Each line of the data needs to be transcribed exactly.

# Supplied data
────────────────────────────────────────
use anyhow::Result;
use clap::Parser;
use std::sync::Arc;
use tracing::info;
use tracing_subscriber::{layer::SubscriberExt, util::SubscriberInitExt};

use game_cover_proxy::{
    config::Config, providers::ProviderFactory, services::CoverCache, web::WebServer,
};

#[derive(Parser)]
#[command(name = "game-cover-proxy")]
#[command(version)]
#[command(about = "Cover art lookup proxy for game metadata providers")]
#[command(long_about = None)]
struct Cli {
    /// Configuration file path
    #[arg(short, long, default_value = "config.toml")]
    config: String,

    /// Listening IP address
    #[arg(short = 'H', long, value_name = "IP")]
    host: Option<String>,

    /// Listening port
    #[arg(short, long, value_name = "PORT")]
    port: Option<u16>,

    /// Maximum number of cached covers (unbounded when omitted)
    #[arg(long, value_name = "N")]
    max_cached_covers: Option<usize>,

    /// Log level
    #[arg(short = 'v', long, default_value = "info")]
    log_level: String,
}

#[tokio::main]
async fn main() -> Result<()> {
    let cli = Cli::parse();

    let log_filter = if cli.log_level == "trace" {
        format!("game_cover_proxy={},tower_http=trace", cli.log_level)
    } else {
        format!("game_cover_proxy={}", cli.log_level)
    };
    tracing_subscriber::registry()
        .with(
            tracing_subscriber::EnvFilter::try_from_default_env()
                .unwrap_or_else(|_| log_filter.into()),
        )
        .with(tracing_subscriber::fmt::layer())
        .init();

    info!("Starting Game Cover Proxy v{}", env!("CARGO_PKG_VERSION"));

    let mut config = Config::load_from_file(&cli.config)?;
    info!("Configuration loaded from: {}", cli.config);

    // Override config with environment secrets and CLI arguments
    config.apply_env_overrides();
    if let Some(host) = cli.host {
        config.web.host = host;
    }
    if let Some(port) = cli.port {
        config.web.port = port;
    }
    if let Some(max_entries) = cli.max_cached_covers {
        config.cache.max_entries = Some(max_entries);
    }
    config.validate()?;

    let provider = ProviderFactory::create(&config)?;
    let cover_cache = Arc::new(CoverCache::new(provider, &config.cache));

    let web_server = WebServer::new(config, cover_cache)?;
    info!(
        "Starting web server on {}:{}",
        web_server.host(),
        web_server.port()
    );

    let (server_ready_tx, server_ready_rx) = tokio::sync::oneshot::channel();

    let server_handle = tokio::spawn(async move {
        if let Err(e) = web_server.serve_with_signal(server_ready_tx).await {
            tracing::error!("Web server failed: {}", e);
        }
    });

    match server_ready_rx.await {
        Ok(Ok(())) => info!("Web server is now listening"),
        Ok(Err(bind_error)) => {
            tracing::error!("Failed to bind web server: {}", bind_error);
            return Err(bind_error);
        }
        Err(_) => {
            tracing::error!("Web server task completed without signaling");
            return Err(anyhow::anyhow!("Web server failed to start"));
        }
    }

    server_handle.await?;

    Ok(())
}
────────────────────────────────────────
# Worked solution
use anyhow::Result;
use clap::Parser;
use std::sync::Arc;
use tracing::info;
use tracing_subscriber::{layer::SubscriberExt, util::SubscriberInitExt};

use game_cover_proxy::{
    config::Config, providers::ProviderFactory, services::CoverCache, web::WebServer,
};

#[derive(Parser)]
#[command(name = "game-cover-proxy")]
#[command(version)]
#[command(about = "Cover art lookup proxy for game metadata providers")]
#[command(long_about = None)]
struct Cli {
    /// Configuration file path
    #[arg(short, long, default_value = "config.toml")]
    config: String,

    /// Listening IP address
    #[arg(short = 'H', long, value_name = "IP")]
    host: Option<String>,

    /// Listening port
    #[arg(short, long, value_name = "PORT")]
    port: Option<u16>,

    /// Maximum number of cached covers (unbounded when omitted)
    #[arg(long, value_name = "N")]
    max_cached_covers: Option<usize>,

    /// Log level
    #[arg(short = 'v', long, default_value = "info")]
    log_level: String,
}

#[tokio::main]
async fn main() -> Result<()> {
    let cli = Cli::parse();

    let log_filter = if cli.log_level == "trace" {
        format!("game_cover_proxy={},tower_http=trace", cli.log_level)
    } else {
        format!("game_cover_proxy={}", cli.log_level)
    };
    tracing_subscriber::registry()
        .with(
            tracing_subscriber::EnvFilter::try_from_default_env()
                .unwrap_or_else(|_| log_filter.into()),
        )
        .with(tracing_subscriber::fmt::layer())
        .init();

    info!("Starting Game Cover Proxy v{}", env!("CARGO_PKG_VERSION"));

    let mut config = Config::load_from_file(&cli.config)?;
    info!("Configuration loaded from: {}", cli.config);

    // Override config with environment secrets and CLI arguments
    config.apply_env_overrides();
    if let Some(host) = cli.host {
        config.web.host = host;
    }
    if let Some(port) = cli.port {
        config.web.port = port;
    }
    if let Some(max_entries) = cli.max_cached_covers {
        config.cache.max_entries = Some(max_entries);
    }
    config.validate()?;

    let provider = ProviderFactory::create(&config)?;
    let cover_cache = Arc::new(CoverCache::new(provider, &config.cache));

    let web_server = WebServer::new(config, cover_cache)?;
    info!(
        "Starting web server on {}:{}",
        web_server.host(),
        web_server.port()
    );

    let (server_ready_tx, server_ready_rx) = tokio::sync::oneshot::channel();

    let server_handle = tokio::spawn(async move {
        if let Err(e) = web_server.serve_with_signal(server_ready_tx).await {
            tracing::error!("Web server failed: {}", e);
        }
    });

    match server_ready_rx.await {
        Ok(Ok(())) => info!("Web server is now listening"),
        Ok(Err(bind_error)) => {
            tracing::error!("Failed to bind web server: {}", bind_error);
            return Err(bind_error);
        }
        Err(_) => {
            tracing::error!("Web server task completed without signaling");
            return Err(anyhow::anyhow!("Web server failed to start"));
        }
    }

    server_handle.await?;

    Ok(())
}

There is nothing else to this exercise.